Some Republicans were opposed to the original route, he said, and the administration had been forced into making a decision now. Regardless, the permit process will continue.

“I haven’t taken a position on it,” he added. “I’m really focussed on the jobs in our district.”

Larsen said he was working with Alcoa and the Bonneville Power Administration to guarantee a long-term contract that would keep electricity affordable in Ferndale, and also worked with Boeing on its  successful effort to land the air-refueling tanker contract that means  10,000 jobs in the Everett area.

“Nothing smoke and mirrors about that,” Larsen said.

When asked his thoughts on legislators who used insider information to make money off the sale and purchase of stocks — a topic the president touched on during his speech Tuesday — Larsen recalled that he was a co-sponsor of the Stop Trading on Congressional Knowledge (STOCK) Act.

Though there are rules prohibiting federal employees from trading stocks based on information they get while on the job, Larsen said the STOCK Act was a good and needed law.

“I’m with you on this,” Larsen told the caller. “This is a job about public service.”

He also said he supported the work of Sen. Bernie Sanders to overturn the decision of the U.S. Supreme Court in the Citizens United case, which lets corporations and unions spend an unlimited amount of money on political campaigns.

“I think that is wrong and we need to overturn that as well,” Larsen said of the high court’s controversial decision.

Another caller, David in Marysville, noted that it was recently reported that one candidate for president had paid an income tax rate of 14 percent.

David said he received Social Security disability payments, and his family’s income was between $38,000 and $42,000.

“Yet I pay 17 percent,” he said. “I don’t think that’s fair. There must be something going on.”

Larsen was quick to name the candidate — Republican Mitt Romney — and called the  taxing disparity “fundamental unfairness.” He said the tax code should be modified. The country’s top earners should pay a tax rate  comparable to that used during the Clinton Administration, which Larsen added was a period of high economic growth.

The issue would come up during the fall election season, Larsen added, but that wasn’t a bad thing.

“It’s a debate that America should always be having,” he said.
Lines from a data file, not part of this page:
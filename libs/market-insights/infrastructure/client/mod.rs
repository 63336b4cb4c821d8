pub mod api;
pub mod rest;
pub mod types;

pub use api::{AnalyticsApi, ApiError};
pub use rest::RestAnalyticsClient;
pub use types::{CommodityListing, ForecastRequest, MarketListing};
Several questions during the town hall came from Whidbey Island. Shannon in Oak Harbor said her family has struggled with chronic unemployment, and said her adult son had just moved back home, without a job.

When she went to her bank to see if she could get her mortgage payments reduced, no one wanted to talk.

“I was told, ‘You’re making your payments so you don’t need our help,'” she recalled.

She wanted to know what could be done to make financial institutions help the middle class, the elderly and the working poor, instead of strictly the well-off.

Larsen said he heard from many of his constituents after the banks were bailed out.

There was no easy, short-term solution that could resolve the lack of lending, Larsen said, though he encouraged the caller to contact his office after the town hall for assistance with her personal situation.

Larsen was also asked how he expected to get any of his bills passed in a Republican-dominated Congress.

People believe that Congress is broken, Larsen acknowledged.

“I know people are frustrated by Congress’ general seemingly inability to work together on big issues,” he said. “I’m frustrated with that as well.”

While there has been some bipartisan success, it’s not received great fanfare in the media.

For his part, Larsen said he knows what it takes to get something done in Congress.

“You increase your odds the harder you work,” he said.